# Copper : Copper A short course



## Sondra (Oct 25, 2007)

Copper
A short course designed by Murdoch University and The University of Sydney. 
Sponsored by Grant 1034/25 from the Committee for the Advancement of University Teaching 
(CAUT)1995.

--------------------------------------------------------------------------------

What is copper? 
Does it have another name? 
Do animals need copper? 
What happens if an animal gets too little copper? 
What happens if an animal gets too much copper? 
How much is enough? 
How does copper get into and around the body?

--------------------------------------------------------------------------------

What is copper?

Copper (Cu) is an essential element required by ruminants and deficiencies of the element occur in grazing animals in many parts of the world under a wide range of soil and climatic conditions. It should be noted that Cu, Mo and S are closely related in ruminant nutrition, And the status of the animal with respect to Cu cannot be described without reference to the other two. Mo deficiency has not been observed in animals under practical conditions, whereas Cu deficiency and toxicity is a serious problem in ruminants.

The interaction between Cu and Mo became evident when it was discovered in the 1930s that a scouring disease of cattle was caused by excess intake of Mo, and that it could be prevented by massive amounts of Cu.

Meanwhile, Cu toxicity was identified as an area problem on the east coast of Australia, and Dick in the 1950s showed this was associated with low Mo in pastures. He demonstrated that a combination of Mo salts and inorganic S would prevent the increase in Cu absorption, thus demonstrating for the first time the interactions between Cu, Mo and S.

Does it have another name? 
The trace elements copper, zinc, manganese, selenium ( and iron), as well as glutathione and sulphur amino acids are ANTIOXIDANT NUTRIENTS. Copper and zinc, and manganese are part of the METALLOENZYMES.

There are at least 10 metalloenzymes that contain Cu.. The main enzymes are:

Cytochrome oxidase 
Ceruloplasmin (Ferroxidase) 
Lysyl oxidase (amine oxidase) 
Cu-Zn superoxide dismutase 
Tyrosinase
Do animals need copper? 
Yes. The possible functions of Cu for the maintenance of ruminant health are listed below (table 1.1), together with the main enzyme involved.

Table 1.1 The functions of Cu and the associated enzymic links

Cu-Enzyme Function 
Cytochrome oxidase energy metabolism 
Ceruloplasmin iron transport 
Lysyl oxidase connective tissue 
Cu-Zn SOD anitoxidant 
Tyrosine melanin

What happens if an animal gets too little copper?

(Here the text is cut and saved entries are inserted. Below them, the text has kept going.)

impl Importer for SvgImporter {
    fn import(&self, data: &[u8], session: &mut Session) -> Result<Document> {
        let root = parse(data)?;
        let mut doc = Document::new();
        doc.origin = DocOrigin::UpperLeft;
        let (format, viewport) = page(&root, &self.defaults);
        let page_trafo = multiply_trafo(&viewport, &doc.origin_trafo(format.size));
        doc.page_format = format;
        let page = doc.add_page(None);

        let mut t = Translator {
            defs: Definitions::collect(&root),
            doc,
            session,
            gradients: HashMap::new(),
            use_stack: vec![],
            depth: 0,
            page,
            default_layer: None,
        };
        let ctx = Context {
            ctm: page_trafo,
            style: SvgStyle::default().derive(&root),
        };
        let total = root.children.len();
        for (i, child) in root.children.iter().enumerate() {
            if is_layer(child) {
                let name = child
                    .attr("inkscape:label")
                    .or_else(|| child.id())
                    .unwrap_or("Layer");
                let layer = t.doc.add_layer(page, name)?;
                let ctx = ctx.child(child);
                for c in &child.children {
                    t.element(c, layer, &ctx)?;
                }
            } else {
                let layer = t.default_layer()?;
                t.element(child, layer, &ctx)?;
            }
            t.session.progress.report(i + 1, total);
        }
        if t.doc.children(page)?.is_empty() {
            t.default_layer()?;
        }
        Ok(t.doc)
    }
}

/// Id named by a `clip-path` attribute or style property.
fn clip_reference(el: &Element) -> Option<&str> {
    let from_style = el.attr("style").and_then(|s| {
        s.split(';')
            .filter_map(|d| d.split_once(':'))
            .find(|(k, _)| k.trim() == "clip-path")
            .map(|(_, v)| v)
    });
    let value = from_style.or_else(|| el.attr("clip-path"))?.trim();
    let id = value.strip_prefix("url(")?.strip_suffix(')')?.trim();
    let id = id.trim_matches(|c| c == '\'' || c == '"').trim_start_matches('#');
    (!id.is_empty()).then_some(id)
}

fn is_layer(el: &Element) -> bool {
    el.name == "g" && el.attr("inkscape:groupmode") == Some("layer")
}

/// Page format and the map from root user units to page points with the
/// origin at the upper-left corner, y down.
fn page(root: &Element, defaults: &ImportDefaults) -> (PageFormat, Trafo) {
    let view_box = root
        .attr("viewBox")
        .map(number_list)
        .and_then(|v| match v[..] {
            [x, y, w, h] if w > 0.0 && h > 0.0 => Some((x, y, w, h)),
            _ => None,
        });
    let default_px = defaults.page_format.size / PT_PER_PX;
    let (base_w, base_h) = view_box.map_or((default_px.width, default_px.height), |v| (v.2, v.3));
    let width = root
        .attr("width")
        .and_then(|w| parse_length(w, base_w))
        .filter(|w| *w > 0.0);
    let height = root
        .attr("height")
        .and_then(|h| parse_length(h, base_h))
        .filter(|h| *h > 0.0);

    let (format, w, h) = match (width, height) {
        (None, None) if view_box.is_none() => {
            (defaults.page_format.clone(), default_px.width, default_px.height)
        }
        _ => {
            let w = width.unwrap_or(base_w);
            let h = height.unwrap_or(base_h);
            (PageFormat::custom(w * PT_PER_PX, h * PT_PER_PX), w, h)
        }
    };

    let to_px = match view_box {
        Some((x, y, vw, vh)) => viewport_trafo(
            root.attr("preserveAspectRatio"),
            (x, y, vw, vh),
            (w, h),
        ),
        None => Trafo::identity(),
    };
    (format, to_px.then_scale(PT_PER_PX, PT_PER_PX))
}

/// Map a view box onto a viewport of `size`, centered uniform scaling
/// unless the aspect ratio is `none`.
fn viewport_trafo(aspect: Option<&str>, (x, y, vw, vh): (f64, f64, f64, f64), (w, h): (f64, f64)) -> Trafo {
    let (sx, sy) = (w / vw, h / vh);
    if aspect.is_some_and(|a| a.trim() == "none") {
        return Trafo::translation(-x, -y).then_scale(sx, sy);
    }
    let s = sx.min(sy);
    Trafo::translation(-x, -y)
        .then_scale(s, s)
        .then_translate(Vector::new((w - vw * s) / 2.0, (h - vh * s) / 2.0))
}

/// Elements with an id, first one wins, consumers keep the index.
struct Definitions<'a> {
    elements: Vec<&'a Element>,
    index: HashMap<&'a str, usize>,
}

impl<'a> Definitions<'a> {
    fn collect(root: &'a Element) -> Self {
        let mut r = Self {
            elements: vec![],
            index: HashMap::new(),
        };
        let mut stack = vec![root];
        while let Some(el) = stack.pop() {
            if let Some(id) = el.id() {
                if !r.index.contains_key(id) {
                    r.index.insert(id, r.elements.len());
                    r.elements.push(el);
                }
            }
            stack.extend(el.children.iter().rev());
        }
        r
    }

    fn find(&self, id: &str) -> Option<usize> {
        self.index.get(id).copied()
    }
}

/// Gradient attributes after following the `href` chain.
#[derive(Debug, Clone)]
struct GradientDef {
    kind: GradientKind,
    attrs: Vec<(String, String)>,
    stops: Vec<(f64, Color)>,
}

impl GradientDef {
    fn attr(&self, name: &str) -> Option<&str> {
        self.attrs
            .iter()
            .find(|(k, _)| k == name)
            .map(|(_, v)| v.as_str())
    }

    /// Coordinate attribute, fractions for bounding box units.
    fn coord(&self, name: &str, default: f64, bbox_units: bool) -> f64 {
        let Some(v) = self.attr(name) else {
            return default;
        };
        let v = v.trim();
        if let Some(p) = v.strip_suffix('%') {
            let f = p.trim().parse::<f64>().map_or(default, |p| p / 100.0);
            return f;
        }
        if bbox_units {
            v.parse().unwrap_or(default)
        } else {
            parse_length(v, 0.0).unwrap_or(default)
        }
    }

    /// Canonical gradient for a shape whose user space bbox is `bbox`,
    /// `local` maps the shape's local coordinates into user space.
    fn build(&self, bbox: &Bbox, local: &Trafo) -> Result<Gradient> {
        let bbox_units = self.attr("gradientUnits") != Some("userSpaceOnUse");
        let c = |name, default| self.coord(name, default, bbox_units);
        let (start, end) = match self.kind {
            GradientKind::Linear => (
                Point::new(c("x1", 0.0), c("y1", 0.0)),
                Point::new(c("x2", 1.0), c("y2", 0.0)),
            ),
            GradientKind::Radial => {
                let center = Point::new(c("cx", 0.5), c("cy", 0.5));
                (center, center + Vector::new(c("r", 0.5), 0.0))
            }
        };
        let mut trafo = self
            .attr("gradientTransform")
            .map_or_else(Trafo::identity, parse_transform);
        if bbox_units {
            trafo = trafo.then(&Trafo::new(
                bbox.width(),
                0.0,
                0.0,
                bbox.height(),
                bbox.min.x,
                bbox.min.y,
            ));
        }
        let trafo = multiply_trafo(&trafo, &invert_trafo(local)?);
        Ok(Gradient {
            kind: self.kind,
            start,
            end,
            stops: self.stops.clone(),
            trafo,
        })
    }
}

The practical problem of deficiency of Cu is almost entirely confined to the ruminant. Cu deficiency occurs naturally in grazing livestock in many parts of the world under a range of soil and climatic conditions. Some of this is due simply to low levels of Cu in soil and hence in herbage ( < 3 ppm DM), such as in parts of WA. However, much is conditioned deficiency, due for example to calcareous soils, excessive soil (Fe) intakes or to high levels of pasture Mo in the presence of normal concentrations of S. High levels of available Fe ingestion due to feed contaminated with soil (800 ppm) can markedly reduce the concentration of Cu in liver and cause deficiency. However, different soils have different effects, and there is no general effect for all soil types. Normally 4-6 ppm Cu in the diet is sufficient for grazing sheep and cattle in the absence of other antagonists. Under circumstances where interacting substances reduce Cu availability, 10 ppm Cu in the herbage may not be adequate. 
Table 1.2 Symptoms of Cu deficiency
Symptoms Species 
Depigmentation of hair and wool (achromotrichia) All species except pigs 
Defective keratinisation of hair and wool Sheep 
Scouring or diarrhoea of cattle Cattle/Goats 
Neonatal ataxia (swayback) Kids/Lambs 
Poor growth and anorexia All species 
Anaemia All species 
Bone disorders (osteoporosis). All species Not severe in sheep/cattle 
Cardiac disease Calves 
Aortic rupture Pigs/Chicks 
Infertility Cattle/Hens

What happens if an animal gets too much copper? 
Ruminants are the most susceptible to copper toxicosis because in these species Cu accumulates readily in the liver. In monogastrics the excess Cu is quickly excreted in urine and does not build up in liver until massive doses are administered. Sheep are the species mainly affected, Toxicosis occurring mainly as a result of: 
Excessive Cu fertiliser use in the presence of low pasture Mo and S 
Overdosing from drenches, Cu oxide needles and injections 
Cu-containing licks or blocks without adequate Mo 
Hepatotoxins such as lupinosis and heliotrope poisoning. 
How much is enough? 
Liver Cu concentration is currently the best indicator of a likely Cu deficiency in ruminants. Low plasma Cu concentration will reflect a simple Cu deficiency, but not one conditioned by high Mo.This is explained further in table 1.3. 
Table 1.3. Diagnosis of liver Cu concentration in sheep (from Dept of Agric, WA)
Liver Cu 
(ppm fresh wt) Interpretation 
<4 Death of adults, ataxia in lambs, 
loss of crimp in wool, illthrift. 
8-16 Occasional loss of wool quality. 
Some risk of ataxia in lambs. 
16-32 Marginal status. 
Could lead to Cu deficiency. 
32-300 Normal

In cattle, liver Cu of < 3 ppm and plasma Cu of < 0.5 ppm are indicative of Cu deficiency.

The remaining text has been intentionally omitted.